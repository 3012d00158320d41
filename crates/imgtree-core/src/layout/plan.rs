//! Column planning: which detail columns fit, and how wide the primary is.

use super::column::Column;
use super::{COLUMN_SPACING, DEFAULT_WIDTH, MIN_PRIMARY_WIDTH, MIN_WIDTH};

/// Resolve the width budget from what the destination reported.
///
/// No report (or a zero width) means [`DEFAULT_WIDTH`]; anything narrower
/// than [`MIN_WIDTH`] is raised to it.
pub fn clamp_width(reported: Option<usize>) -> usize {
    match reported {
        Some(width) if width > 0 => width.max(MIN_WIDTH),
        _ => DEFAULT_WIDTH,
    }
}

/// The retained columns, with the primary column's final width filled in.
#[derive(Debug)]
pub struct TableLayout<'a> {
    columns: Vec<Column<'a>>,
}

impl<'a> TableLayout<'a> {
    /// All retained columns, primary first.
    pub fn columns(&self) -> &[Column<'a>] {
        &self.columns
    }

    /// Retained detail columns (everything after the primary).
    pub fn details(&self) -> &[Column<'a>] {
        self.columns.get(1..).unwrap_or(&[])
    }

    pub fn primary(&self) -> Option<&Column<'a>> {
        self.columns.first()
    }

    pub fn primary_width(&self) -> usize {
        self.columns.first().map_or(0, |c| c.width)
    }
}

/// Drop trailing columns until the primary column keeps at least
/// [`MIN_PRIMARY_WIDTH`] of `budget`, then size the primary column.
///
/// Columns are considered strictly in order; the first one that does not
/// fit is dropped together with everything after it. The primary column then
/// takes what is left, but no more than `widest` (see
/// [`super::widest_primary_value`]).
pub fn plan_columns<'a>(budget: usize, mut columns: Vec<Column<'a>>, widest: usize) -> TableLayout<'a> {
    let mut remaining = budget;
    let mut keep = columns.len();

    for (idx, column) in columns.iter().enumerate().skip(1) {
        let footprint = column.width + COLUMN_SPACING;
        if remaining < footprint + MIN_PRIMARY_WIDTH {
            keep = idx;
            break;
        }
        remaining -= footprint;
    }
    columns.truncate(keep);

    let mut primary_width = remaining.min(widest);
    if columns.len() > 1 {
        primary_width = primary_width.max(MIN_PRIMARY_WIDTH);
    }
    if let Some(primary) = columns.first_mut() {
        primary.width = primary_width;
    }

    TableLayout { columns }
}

++++++++++

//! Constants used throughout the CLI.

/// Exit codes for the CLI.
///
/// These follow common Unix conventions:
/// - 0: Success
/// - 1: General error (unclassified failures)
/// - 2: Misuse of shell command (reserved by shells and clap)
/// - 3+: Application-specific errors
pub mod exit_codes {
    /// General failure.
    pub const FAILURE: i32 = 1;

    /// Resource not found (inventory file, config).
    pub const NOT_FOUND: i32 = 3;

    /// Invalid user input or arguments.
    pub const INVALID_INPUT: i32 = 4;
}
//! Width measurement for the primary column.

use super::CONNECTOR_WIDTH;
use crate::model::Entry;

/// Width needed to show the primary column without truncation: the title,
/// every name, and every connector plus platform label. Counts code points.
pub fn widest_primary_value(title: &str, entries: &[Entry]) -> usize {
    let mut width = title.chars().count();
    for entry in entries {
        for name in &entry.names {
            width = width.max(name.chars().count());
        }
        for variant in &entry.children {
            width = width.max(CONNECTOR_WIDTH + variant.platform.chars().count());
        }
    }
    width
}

++++++++++

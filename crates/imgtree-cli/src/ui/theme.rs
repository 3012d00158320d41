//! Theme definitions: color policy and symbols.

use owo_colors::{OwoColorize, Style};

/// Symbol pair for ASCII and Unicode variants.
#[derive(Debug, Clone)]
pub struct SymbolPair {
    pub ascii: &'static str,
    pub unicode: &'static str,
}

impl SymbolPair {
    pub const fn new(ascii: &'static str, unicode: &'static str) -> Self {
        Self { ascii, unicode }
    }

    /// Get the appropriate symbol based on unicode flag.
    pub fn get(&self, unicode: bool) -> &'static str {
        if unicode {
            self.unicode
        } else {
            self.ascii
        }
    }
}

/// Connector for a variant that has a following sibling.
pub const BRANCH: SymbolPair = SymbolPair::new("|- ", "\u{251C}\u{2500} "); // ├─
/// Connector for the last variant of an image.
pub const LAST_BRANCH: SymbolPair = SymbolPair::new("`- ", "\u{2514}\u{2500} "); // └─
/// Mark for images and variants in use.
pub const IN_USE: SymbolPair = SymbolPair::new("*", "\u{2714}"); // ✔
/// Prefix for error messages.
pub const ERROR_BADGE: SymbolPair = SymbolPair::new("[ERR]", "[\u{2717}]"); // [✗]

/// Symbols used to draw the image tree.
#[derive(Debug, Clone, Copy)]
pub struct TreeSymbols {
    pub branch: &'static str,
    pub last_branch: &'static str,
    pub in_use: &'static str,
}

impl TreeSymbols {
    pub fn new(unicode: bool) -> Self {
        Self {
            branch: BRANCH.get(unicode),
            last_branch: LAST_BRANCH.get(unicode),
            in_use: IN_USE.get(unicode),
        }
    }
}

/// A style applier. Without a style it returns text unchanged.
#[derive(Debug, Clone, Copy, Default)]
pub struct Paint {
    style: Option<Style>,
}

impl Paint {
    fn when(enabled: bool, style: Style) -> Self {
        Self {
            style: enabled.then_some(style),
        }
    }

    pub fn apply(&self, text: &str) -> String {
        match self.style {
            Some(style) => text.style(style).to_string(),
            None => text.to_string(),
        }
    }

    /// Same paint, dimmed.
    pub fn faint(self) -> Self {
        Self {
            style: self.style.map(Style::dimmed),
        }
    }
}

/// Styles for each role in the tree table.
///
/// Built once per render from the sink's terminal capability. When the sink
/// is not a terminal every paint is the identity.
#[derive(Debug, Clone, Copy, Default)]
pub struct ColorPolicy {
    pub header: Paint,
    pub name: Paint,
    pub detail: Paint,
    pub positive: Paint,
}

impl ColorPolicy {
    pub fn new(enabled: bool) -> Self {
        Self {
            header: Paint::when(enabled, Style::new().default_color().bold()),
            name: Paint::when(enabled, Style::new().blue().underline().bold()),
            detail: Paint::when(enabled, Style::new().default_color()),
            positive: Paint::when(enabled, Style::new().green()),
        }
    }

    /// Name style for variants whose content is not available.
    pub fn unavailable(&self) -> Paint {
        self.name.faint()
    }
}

++++++++++

▶ TASK TO CARRY OUT
Only the lines that contain the string "what" are to be copied from the records.

▶ ANSWER FOR THIS EXERCISE
/// Resolve the width budget from what the destination reported.
/// takes what is left, but no more than `widest` (see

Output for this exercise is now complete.